Scan the data below and work out how many of its lines contain the word "sequence". Give only that number.

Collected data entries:

☆ ☆ ☆

// SPDX-License-Identifier: GPL-3.0-only

//! Integration test for the capture coordinator's drop policy under
//! synthetic (non-hardware) frame delivery (testable properties 2/6, S2).

use std::sync::atomic::{AtomicUsize, Ordering};
use std::sync::Arc;
use std::time::Duration;

use megapixels_engine::config::SensorInfo;
use megapixels_engine::coordinator::{Coordinator, HostHooks, OwnedImage, SensorSnapshot};
use megapixels_engine::dng::{DngCalibration, SRGB_FALLBACK_MATRIX};
use megapixels_engine::sensor::{Fraction, PixelFormat, SensorMode};

fn synthetic_snapshot() -> SensorSnapshot {
    SensorSnapshot {
        info: SensorInfo::default(),
        calibration: DngCalibration {
            make: "Test".to_string(),
            model: "Synthetic".to_string(),
            color_matrix: SRGB_FALLBACK_MATRIX,
            forward_matrix: None,
            black_level: Some(0),
            white_level: Some(255),
            focal_length_mm: None,
            crop_factor: None,
            f_number: None,
        },
        mode: SensorMode {
            width: 4,
            height: 4,
            pixel_format: PixelFormat::Bggr8,
            frame_interval: Fraction { numerator: 1, denominator: 30 },
        },
        gain: 1,
        gain_max: 255,
        auto_exposure: true,
        orientation_degrees: 0,
        exposure_rows: 4,
    }
}

fn synthetic_frame(sequence: u32) -> OwnedImage {
    OwnedImage {
        data: vec![0u8; 16],
        width: 4,
        height: 4,
        row_stride: 4,
        sequence,
        snapshot: synthetic_snapshot(),
    }
}

// S2 (slow preview consumer): a preview hook that sleeps longer than the
// frame interval forces every subsequent frame to be dropped once one is
// already in flight, while `received` still counts every delivery.
#[test]
fn slow_preview_consumer_drops_most_frames() {
    let preview_calls = Arc::new(AtomicUsize::new(0));
    let calls = preview_calls.clone();

    let hooks = HostHooks {
        preview_ready: Box::new(move |_img| {
            calls.fetch_add(1, Ordering::SeqCst);
            std::thread::sleep(Duration::from_millis(50));
        }),
        burst_finalized: Box::new(|_, _| {}),
        show_error: Box::new(|msg| panic!("unexpected coordinator error: {msg}")),
    };

    let mut coordinator = Coordinator::new(hooks, 320);

    for seq in 0..30 {
        coordinator.on_frame_ready(synthetic_frame(seq));
    }

    // Give the process pipeline time to drain whatever it accepted.
    std::thread::sleep(Duration::from_millis(500));
    coordinator.shutdown();

    let received = coordinator.received();
    let processed = coordinator.processed();
    assert_eq!(received, 30);
    assert!(processed < received, "a slow consumer must not process every frame");
    assert!(processed >= 1, "at least the first frame must be processed");
}

#[test]
fn fast_preview_consumer_processes_every_frame() {
    let hooks = HostHooks {
        preview_ready: Box::new(|_img| {}),
        burst_finalized: Box::new(|_, _| {}),
        show_error: Box::new(|msg| panic!("unexpected coordinator error: {msg}")),
    };

    let mut coordinator = Coordinator::new(hooks, 320);
    for seq in 0..10 {
        coordinator.on_frame_ready(synthetic_frame(seq));
        std::thread::sleep(Duration::from_millis(5));
    }
    std::thread::sleep(Duration::from_millis(200));
    coordinator.shutdown();

    assert_eq!(coordinator.received(), 10);
    assert_eq!(coordinator.processed(), 10);
}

☆ ☆ ☆

Answer to this exercise: 2